*** Opening GIVEN INFORMATION ***

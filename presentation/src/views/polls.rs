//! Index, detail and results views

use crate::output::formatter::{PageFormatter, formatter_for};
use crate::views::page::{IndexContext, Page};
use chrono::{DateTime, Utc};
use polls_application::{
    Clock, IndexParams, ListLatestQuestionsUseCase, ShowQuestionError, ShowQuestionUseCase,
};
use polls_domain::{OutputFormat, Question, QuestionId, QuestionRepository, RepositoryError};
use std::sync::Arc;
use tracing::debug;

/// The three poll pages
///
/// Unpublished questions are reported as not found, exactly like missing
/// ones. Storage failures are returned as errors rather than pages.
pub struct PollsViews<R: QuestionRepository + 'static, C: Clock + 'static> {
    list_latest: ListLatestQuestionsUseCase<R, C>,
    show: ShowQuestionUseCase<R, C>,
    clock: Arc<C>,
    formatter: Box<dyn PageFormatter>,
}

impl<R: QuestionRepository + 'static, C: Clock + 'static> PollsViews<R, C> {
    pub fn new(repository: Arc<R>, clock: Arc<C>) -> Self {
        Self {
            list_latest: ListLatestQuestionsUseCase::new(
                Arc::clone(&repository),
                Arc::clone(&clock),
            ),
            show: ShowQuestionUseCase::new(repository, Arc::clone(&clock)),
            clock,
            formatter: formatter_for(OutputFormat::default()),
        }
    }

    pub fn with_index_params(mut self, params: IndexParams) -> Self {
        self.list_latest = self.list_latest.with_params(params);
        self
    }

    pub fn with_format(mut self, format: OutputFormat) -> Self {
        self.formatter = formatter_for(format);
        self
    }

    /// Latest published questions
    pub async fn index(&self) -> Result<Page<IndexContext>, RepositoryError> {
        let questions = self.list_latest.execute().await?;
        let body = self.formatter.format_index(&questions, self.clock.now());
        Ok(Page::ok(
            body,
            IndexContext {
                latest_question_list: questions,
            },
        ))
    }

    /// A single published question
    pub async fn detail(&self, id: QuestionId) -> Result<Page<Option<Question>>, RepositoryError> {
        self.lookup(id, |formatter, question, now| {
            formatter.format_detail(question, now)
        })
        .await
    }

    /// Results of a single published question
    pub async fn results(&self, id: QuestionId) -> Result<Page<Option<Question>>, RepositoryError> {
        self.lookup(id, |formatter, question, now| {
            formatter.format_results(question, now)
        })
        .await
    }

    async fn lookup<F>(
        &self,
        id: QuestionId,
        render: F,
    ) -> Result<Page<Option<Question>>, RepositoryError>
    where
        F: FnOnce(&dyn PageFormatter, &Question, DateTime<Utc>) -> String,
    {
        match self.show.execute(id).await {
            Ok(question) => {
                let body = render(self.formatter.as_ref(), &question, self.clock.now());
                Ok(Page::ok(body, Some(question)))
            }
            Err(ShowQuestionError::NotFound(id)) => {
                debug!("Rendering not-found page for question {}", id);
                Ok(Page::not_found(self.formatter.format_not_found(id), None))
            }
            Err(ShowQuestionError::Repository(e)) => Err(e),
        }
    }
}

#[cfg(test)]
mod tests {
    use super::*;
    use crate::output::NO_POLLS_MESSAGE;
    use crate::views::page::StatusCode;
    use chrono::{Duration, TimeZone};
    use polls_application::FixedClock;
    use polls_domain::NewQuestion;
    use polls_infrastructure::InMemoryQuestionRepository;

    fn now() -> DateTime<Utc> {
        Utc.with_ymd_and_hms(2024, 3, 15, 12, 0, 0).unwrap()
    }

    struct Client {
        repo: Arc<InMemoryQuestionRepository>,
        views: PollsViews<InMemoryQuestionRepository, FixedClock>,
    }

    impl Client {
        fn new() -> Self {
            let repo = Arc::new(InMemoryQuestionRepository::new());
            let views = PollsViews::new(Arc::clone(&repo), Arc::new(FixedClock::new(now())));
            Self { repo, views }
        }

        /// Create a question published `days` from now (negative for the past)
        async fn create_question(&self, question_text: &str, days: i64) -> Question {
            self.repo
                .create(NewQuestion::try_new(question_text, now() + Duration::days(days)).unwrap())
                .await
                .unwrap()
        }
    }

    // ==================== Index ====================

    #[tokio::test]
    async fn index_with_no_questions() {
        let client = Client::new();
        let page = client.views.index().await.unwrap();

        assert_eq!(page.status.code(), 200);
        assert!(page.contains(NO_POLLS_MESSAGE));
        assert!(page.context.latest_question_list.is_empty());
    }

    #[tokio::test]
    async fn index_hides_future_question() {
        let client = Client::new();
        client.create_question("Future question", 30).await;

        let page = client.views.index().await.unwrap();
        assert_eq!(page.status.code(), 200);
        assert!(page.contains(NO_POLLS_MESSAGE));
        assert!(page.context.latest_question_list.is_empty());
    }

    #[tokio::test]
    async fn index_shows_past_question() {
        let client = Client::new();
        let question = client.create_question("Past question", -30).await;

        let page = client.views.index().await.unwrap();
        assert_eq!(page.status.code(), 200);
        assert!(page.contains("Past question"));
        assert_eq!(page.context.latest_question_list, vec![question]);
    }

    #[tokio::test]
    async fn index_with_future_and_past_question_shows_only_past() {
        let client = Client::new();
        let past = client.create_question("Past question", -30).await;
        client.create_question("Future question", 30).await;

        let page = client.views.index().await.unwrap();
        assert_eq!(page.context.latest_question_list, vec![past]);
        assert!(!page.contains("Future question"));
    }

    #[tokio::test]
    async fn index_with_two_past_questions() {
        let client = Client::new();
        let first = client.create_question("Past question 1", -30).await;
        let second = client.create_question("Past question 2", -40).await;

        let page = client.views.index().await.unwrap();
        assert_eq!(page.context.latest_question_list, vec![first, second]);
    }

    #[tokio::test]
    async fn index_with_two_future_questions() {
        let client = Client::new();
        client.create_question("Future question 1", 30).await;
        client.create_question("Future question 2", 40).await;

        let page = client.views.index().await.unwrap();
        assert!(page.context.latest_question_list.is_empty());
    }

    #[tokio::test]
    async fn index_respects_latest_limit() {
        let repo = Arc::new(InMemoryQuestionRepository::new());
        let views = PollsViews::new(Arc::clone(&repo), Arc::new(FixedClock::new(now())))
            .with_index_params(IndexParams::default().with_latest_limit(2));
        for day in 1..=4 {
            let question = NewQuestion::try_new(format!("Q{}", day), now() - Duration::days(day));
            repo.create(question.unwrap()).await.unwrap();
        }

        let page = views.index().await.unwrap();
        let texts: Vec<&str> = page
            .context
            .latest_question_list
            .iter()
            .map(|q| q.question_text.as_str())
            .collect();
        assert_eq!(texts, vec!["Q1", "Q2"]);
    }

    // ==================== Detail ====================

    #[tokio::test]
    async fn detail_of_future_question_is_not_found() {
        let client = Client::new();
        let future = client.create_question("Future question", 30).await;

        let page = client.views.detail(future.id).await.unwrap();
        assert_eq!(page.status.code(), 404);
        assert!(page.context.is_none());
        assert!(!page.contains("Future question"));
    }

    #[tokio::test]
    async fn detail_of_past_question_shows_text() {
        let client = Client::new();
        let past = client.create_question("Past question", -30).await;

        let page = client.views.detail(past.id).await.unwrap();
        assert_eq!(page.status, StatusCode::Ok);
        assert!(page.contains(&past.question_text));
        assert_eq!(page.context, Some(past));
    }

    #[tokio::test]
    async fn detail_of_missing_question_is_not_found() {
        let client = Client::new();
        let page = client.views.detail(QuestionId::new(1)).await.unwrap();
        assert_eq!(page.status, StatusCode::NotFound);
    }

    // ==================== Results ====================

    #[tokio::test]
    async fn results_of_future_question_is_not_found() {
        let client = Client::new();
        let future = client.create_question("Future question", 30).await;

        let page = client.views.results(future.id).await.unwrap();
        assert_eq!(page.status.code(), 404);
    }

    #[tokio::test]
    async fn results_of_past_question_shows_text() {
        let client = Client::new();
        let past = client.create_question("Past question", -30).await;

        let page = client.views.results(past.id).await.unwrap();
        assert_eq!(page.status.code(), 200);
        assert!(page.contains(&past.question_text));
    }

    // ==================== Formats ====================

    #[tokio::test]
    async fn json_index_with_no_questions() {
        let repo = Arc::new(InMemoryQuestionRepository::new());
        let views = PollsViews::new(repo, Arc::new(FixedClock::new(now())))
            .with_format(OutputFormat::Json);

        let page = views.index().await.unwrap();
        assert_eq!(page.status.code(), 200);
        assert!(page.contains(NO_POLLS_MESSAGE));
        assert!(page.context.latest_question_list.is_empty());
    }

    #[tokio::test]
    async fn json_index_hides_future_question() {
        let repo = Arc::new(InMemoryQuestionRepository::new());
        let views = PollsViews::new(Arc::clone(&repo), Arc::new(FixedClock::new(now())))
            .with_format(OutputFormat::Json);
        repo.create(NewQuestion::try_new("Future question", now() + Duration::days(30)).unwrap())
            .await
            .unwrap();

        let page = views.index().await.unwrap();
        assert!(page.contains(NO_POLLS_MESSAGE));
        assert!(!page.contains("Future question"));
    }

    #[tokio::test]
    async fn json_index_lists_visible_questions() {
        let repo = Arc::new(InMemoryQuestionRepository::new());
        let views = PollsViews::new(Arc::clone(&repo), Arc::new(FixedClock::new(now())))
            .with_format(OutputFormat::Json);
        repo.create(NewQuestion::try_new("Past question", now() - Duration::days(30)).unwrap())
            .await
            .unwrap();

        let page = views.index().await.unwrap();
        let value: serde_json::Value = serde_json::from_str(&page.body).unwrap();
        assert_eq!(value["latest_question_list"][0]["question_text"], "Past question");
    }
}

*** Closing GIVEN INFORMATION ***

--- EXERCISE ---
Report every line of the material above in which "ShowQuestionError" appears.

--- ANSWER SECTION ---
    Clock, IndexParams, ListLatestQuestionsUseCase, ShowQuestionError, ShowQuestionUseCase,
            Err(ShowQuestionError::NotFound(id)) => {
            Err(ShowQuestionError::Repository(e)) => Err(e),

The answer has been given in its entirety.